Moreover, the drive module can be disposed completely in a cavity formed between the lower rail and the upper rail, and be mounted on the upper rail.
The drive gear here can be disposed without play in at least one tooth element, in particular a toothed strip having a toothing (also referred to as mating toothing) of the lower rail. The mating toothing can be formed on a longitudinal side of the lower rail and thus be integrated in the latter. Alternatively, a separate toothed rail can be disposed as the toothing on the lower rail, or be disposed so as to extend parallel to the latter in the longitudinal direction. As a result of the drive gear, in particular the drive pinion, which engages in the toothing and is driven by the drive motor, the upper rail can be moved and adjusted relative to the lower rail.
The overload element can be disposed with play in at least one tooth element of the lower rail, in particular in a contactless manner in the toothing. In other words: the overload element, for example a locking worm, during normal operation is not in contact with the toothing (also referred to as mating toothing) of the lower rail. The overload element is in particular designed as a worm which is disposed in a contactless manner in a plurality of tooth gaps of the toothing of the lower rail. The number of tooth gaps of the toothing utilized defines in particular a maximum absorbable load of the overload element in the event of an accident (also referred to as the event of a crash) and increases in particular a shearing strain of worm teeth of the overload element.
Furthermore, the housing of the drive module can be mounted so as to be pre-loaded relative to the upper rail, and/or rotatably mounted on the upper rail. It can be ensured as a result that the drive gear is disposed without play, and thus has no play in the toothing of the lower rail.

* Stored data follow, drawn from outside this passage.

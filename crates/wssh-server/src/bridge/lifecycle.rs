//! Bridge lifecycle: single-fire termination signal plus the
//! `Establishing → Bridging → Closing → Closed` state machine.
//!
//! Both bridge flows share one [`TerminationSignal`]; whichever flow
//! detects connection loss, a write failure or the absolute timeout
//! fires it, and the other flow observes it at its next wait-wakeup.
//! The [`Lifecycle`] guards cleanup so it runs exactly once no matter
//! how many paths reach it.

use std::sync::{Arc, Mutex};
use tokio::sync::watch;

/// A single-fire flag safe for concurrent fire and observation.
#[derive(Debug, Clone)]
pub struct TerminationSignal {
    tx: Arc<watch::Sender<bool>>,
}

impl TerminationSignal {
    pub fn new() -> Self {
        Self {
            tx: Arc::new(watch::channel(false).0),
        }
    }

    /// Fire the signal. Safe to call more than once.
    pub fn fire(&self) {
        self.tx.send_replace(true);
    }

    pub fn is_fired(&self) -> bool {
        *self.tx.borrow()
    }

    /// Wait until the signal fires. Returns immediately if it already has.
    pub async fn fired(&self) {
        let mut rx = self.tx.subscribe();
        // wait_for checks the current value first, so a signal fired
        // before this call is observed without blocking.
        let _ = rx.wait_for(|fired| *fired).await;
    }
}

impl Default for TerminationSignal {
    fn default() -> Self {
        Self::new()
    }
}

/// Bridge connection states.
#[derive(Debug, Clone, Copy, PartialEq, Eq)]
pub enum BridgeState {
    /// Dial/PTY/shell setup in progress. Setup failure goes straight
    /// to `Closed` — there is nothing to clean up.
    Establishing,
    /// Both flows running.
    Bridging,
    /// A terminal condition was detected; cleanup in progress.
    Closing,
    /// Terminal. Re-entrant cleanup calls are no-ops.
    Closed,
}

/// Per-connection lifecycle coordinator.
#[derive(Debug)]
pub struct Lifecycle {
    state: Mutex<BridgeState>,
    signal: TerminationSignal,
}

impl Lifecycle {
    pub fn new() -> Self {
        Self {
            state: Mutex::new(BridgeState::Establishing),
            signal: TerminationSignal::new(),
        }
    }

    /// The shared termination signal for this connection.
    pub fn signal(&self) -> TerminationSignal {
        self.signal.clone()
    }

    pub fn state(&self) -> BridgeState {
        *self.state.lock().unwrap_or_else(|e| e.into_inner())
    }

    /// Enter `Bridging` once establishment succeeded.
    pub fn begin_bridging(&self) {
        let mut state = self.state.lock().unwrap_or_else(|e| e.into_inner());
        if *state == BridgeState::Establishing {
            *state = BridgeState::Bridging;
        }
    }

    /// Transition into `Closing` and fire the termination signal.
    ///
    /// Returns `true` only for the caller that performed the
    /// transition — the one cleanup routine that may retire handles.
    pub fn begin_close(&self) -> bool {
        let first = {
            let mut state = self.state.lock().unwrap_or_else(|e| e.into_inner());
            match *state {
                BridgeState::Establishing | BridgeState::Bridging => {
                    *state = BridgeState::Closing;
                    true
                }
                BridgeState::Closing | BridgeState::Closed => false,
            }
        };
        // Fire outside the lock; fire is idempotent anyway.
        self.signal.fire();
        first
    }

    /// Mark cleanup complete. Idempotent.
    pub fn finish_close(&self) {
        let mut state = self.state.lock().unwrap_or_else(|e| e.into_inner());
        *state = BridgeState::Closed;
    }
}

impl Default for Lifecycle {
    fn default() -> Self {
        Self::new()
    }
}

#[cfg(test)]
mod tests {
    use super::*;
    use std::time::Duration;

    #[tokio::test]
    async fn signal_fires_once_and_is_observed() {
        let signal = TerminationSignal::new();
        assert!(!signal.is_fired());

        let waiter = {
            let signal = signal.clone();
            tokio::spawn(async move { signal.fired().await })
        };

        signal.fire();
        signal.fire(); // second fire is a no-op
        tokio::time::timeout(Duration::from_secs(1), waiter)
            .await
            .expect("waiter should wake")
            .unwrap();
        assert!(signal.is_fired());
    }

    #[tokio::test]
    async fn wait_after_fire_returns_immediately() {
        let signal = TerminationSignal::new();
        signal.fire();
        tokio::time::timeout(Duration::from_millis(100), signal.fired())
            .await
            .expect("already-fired signal must not block");
    }

    #[test]
    fn normal_state_progression() {
        let lc = Lifecycle::new();
        assert_eq!(lc.state(), BridgeState::Establishing);
        lc.begin_bridging();
        assert_eq!(lc.state(), BridgeState::Bridging);
        assert!(lc.begin_close());
        assert_eq!(lc.state(), BridgeState::Closing);
        lc.finish_close();
        assert_eq!(lc.state(), BridgeState::Closed);
    }

    #[test]
    fn only_first_closer_wins() {
        let lc = Lifecycle::new();
        lc.begin_bridging();
        assert!(lc.begin_close());
        assert!(!lc.begin_close());
        lc.finish_close();
        assert!(!lc.begin_close());
        assert_eq!(lc.state(), BridgeState::Closed);
    }

    #[test]
    fn establishment_failure_closes_directly() {
        let lc = Lifecycle::new();
        assert!(lc.begin_close());
        lc.finish_close();
        assert_eq!(lc.state(), BridgeState::Closed);
    }

    #[test]
    fn begin_close_fires_the_signal() {
        let lc = Lifecycle::new();
        lc.begin_bridging();
        let signal = lc.signal();
        assert!(!signal.is_fired());
        lc.begin_close();
        assert!(signal.is_fired());
        // A losing begin_close still leaves the signal fired.
        lc.begin_close();
        assert!(signal.is_fired());
    }

    #[test]
    fn finish_close_is_idempotent() {
        let lc = Lifecycle::new();
        lc.begin_bridging();
        lc.begin_close();
        lc.finish_close();
        lc.finish_close();
        assert_eq!(lc.state(), BridgeState::Closed);
    }
}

Summarizing, and in other words, the invention provides a drive module which enables the combination of a rack drive and a locking mechanism. The drive module can be installed entirely or completely within the rail assembly, in particular a seat rail (also referred to as the upper rail). Alternatively, the drive motor can be positioned outside the rail assembly, in particular as a function of the motor output. In the case of a small drive motor, the drive module is installed completely in the seat rail. For such a longitudinal adjustment device having such a drive module, a toothing similar to a rack or a toothed strip or a toothed profile, can be directly incorporated in the lower rail. However, the toothing can also be implemented by way of a toothed strip which is connected to the lower rail. The upper rail can have integrated openings, in particular in a rail upper side of the upper rail, for a current connector of the drive module disposed inside the upper rail, in particular of the internal drive motor.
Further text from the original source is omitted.